Anne continued “it’s like you mentioned earlier about her having nowhere to run. You were probably thinking that prevented her getting out of it by backroom deals. But look at it from her perspective. Don’t you think you’d feel disrespected and trapped? Remember cornering a tiger is never a good idea. Flight or fight and all that.” Bob nodded more convincingly this time, “sure I can see that and always thought she was a bit of a maneater.” Anna shook her head “I’ll ignore your sexism for now Bob keep focussed, what else could you do?”
Bob concedes and gets braver
Bob ruminated. As much as the last thing he wanted to do was face Lucy by himself, he could see the wisdom of where Anna was going with this. “Ok” he said, mock raising his hands in surrender, “I give up, I’ll meet with Lucy and talk her through it.

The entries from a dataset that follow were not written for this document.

//! Calcmon API Server
//!
//! This crate provides the monitoring service for the calculator platform:
//! a periodic aggregation loop that reduces raw event tables into labeled
//! gauges, and the HTTP surface that exposes them.
//!
//! # Architecture
//!
//! The server is built on Axum and Tokio, providing:
//! - `GET /metrics` - gauge snapshot in Prometheus exposition format
//! - `GET /health` - liveness, scrape counter, and collector status
//! - `POST /collect-now` - one synchronous aggregation pass
//!
//! A background task runs a pass immediately at startup and then after every
//! configured interval; the event store handle is created (and verified) before
//! the task starts and before any request handler runs.
//!
//! # Example
//!
//! ```no_run
//! use api::run_server;
//!
//! #[tokio::main]
//! async fn main() -> anyhow::Result<()> {
//!     run_server().await
//! }
//! ```

#![deny(unsafe_code)]
#![warn(missing_docs)]
#![warn(clippy::all)]
#![warn(clippy::pedantic)]

pub mod collector;
pub mod config;
pub mod db;
pub mod metrics;
mod routes;
mod state;

pub use config::Config;
pub use state::AppState;

use anyhow::{Context, Result};
use axum::Router;
use shared::storage::ClickHouseEventStore;
use tokio::net::TcpListener;
use tower_http::trace::TraceLayer;

use db::{Database, DatabaseConfig};

/// Runs the Calcmon API server.
///
/// This function initializes the server with configuration from environment
/// variables and starts listening for incoming connections. It handles
/// graceful shutdown on SIGTERM/SIGINT signals.
///
/// # Errors
///
/// Returns an error if:
/// - Configuration cannot be loaded from environment
/// - The event store cannot be reached at startup
/// - The server fails to bind to the configured address
/// - A fatal error occurs during operation
pub async fn run_server() -> Result<()> {
    let config = Config::from_env()?;
    let db_config = DatabaseConfig::from_env()?;
    run_server_with_config(config, db_config).await
}

/// Runs the Calcmon API server with the provided configuration.
///
/// This is useful for testing or when you want to provide configuration
/// programmatically.
///
/// # Errors
///
/// Returns an error if the store is unreachable, the server fails to bind,
/// or a fatal error occurs during operation.
pub async fn run_server_with_config(config: Config, db_config: DatabaseConfig) -> Result<()> {
    let addr = config.socket_addr();

    tracing::info!(
        host = %config.host,
        port = %config.port,
        db_url = %db_config.url,
        "Calcmon API server starting"
    );

    // The store connection is verified before the scheduler's first tick and
    // before any request handler runs; failure here is fatal.
    let database = Database::new(&db_config);
    database
        .ping()
        .await
        .context("Event store unreachable at startup")?;
    tracing::info!("Event store connection verified");

    let store = ClickHouseEventStore::new_shared(database.client());
    let state = AppState::new(store, config.collection)?;

    tokio::spawn(state.collector().run());

    let app = create_router(state);
    let listener = TcpListener::bind(addr).await?;

    tracing::info!(%addr, "Listening for connections");

    axum::serve(listener, app)
        .with_graceful_shutdown(shutdown_signal())
        .await?;

    tracing::info!("Server shutdown complete");
    Ok(())
}

/// Creates the main application router with all routes and middleware.
///
/// This function is public to allow testing the router without starting a
/// full server.
#[must_use]
pub fn create_router(state: AppState) -> Router {
    Router::new()
        .merge(routes::health_routes(state.clone()))
        .merge(routes::metrics_routes(state.clone()))
        .merge(routes::collect_routes(state))
        .layer(TraceLayer::new_for_http())
}

/// Waits for a shutdown signal (SIGTERM or SIGINT).
async fn shutdown_signal() {
    let ctrl_c = async {
        tokio::signal::ctrl_c()
            .await
            .expect("Failed to install Ctrl+C handler");
    };

    #[cfg(unix)]
    let terminate = async {
        tokio::signal::unix::signal(tokio::signal::unix::SignalKind::terminate())
            .expect("Failed to install SIGTERM handler")
            .recv()
            .await;
    };

    #[cfg(not(unix))]
    let terminate = std::future::pending::<()>();

    tokio::select! {
        () = ctrl_c => {
            tracing::info!("Received Ctrl+C, starting graceful shutdown");
        }
        () = terminate => {
            tracing::info!("Received SIGTERM, starting graceful shutdown");
        }
    }
}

But I bet this just gives her a chance to get out of it!” Anna sympathised (given Lucy’s reputation for being a tough negoatiator), but continued. “Perhaps, Bob, but you’ll face a pushback either way. You need to decide what matters more to you. Proving Lucy wrong or helping her make the right decision?”
Bob’s nod conceded the point & encouraged Lucy to continue. “If you offer to go to her one to one first, you can present it as an opportunity to work together on the way forward. She needs a trusted advisor in this team & you won’t be that if she doesn’t trust you. Ask for her help. Openness, humility and a willingness to let her position the thinking as her idea can help you here”.
What did Lucy do next? Sign-off results
Well our story is not over. Stay tuned to further episodes of Anna Liszt’s adventures. But for this chapter, suffice it to say that Anna was right. Bob steeled himself and met with Lucy one to one. She was smart enough to clearly see the evidence and the risk of it getting out anyway, plus she appreciated Bob giving her the opportunity to shape the message together.
He conceded some operational points and she agree to transition to that saving as long as the budget stayed in her division. This win win worked out wonderfully for the company. Personalised experiences on the site have increased income over 100%. Plus, there is one analyst Lucy now goes to for advice. Bob is becoming that trusted adviser.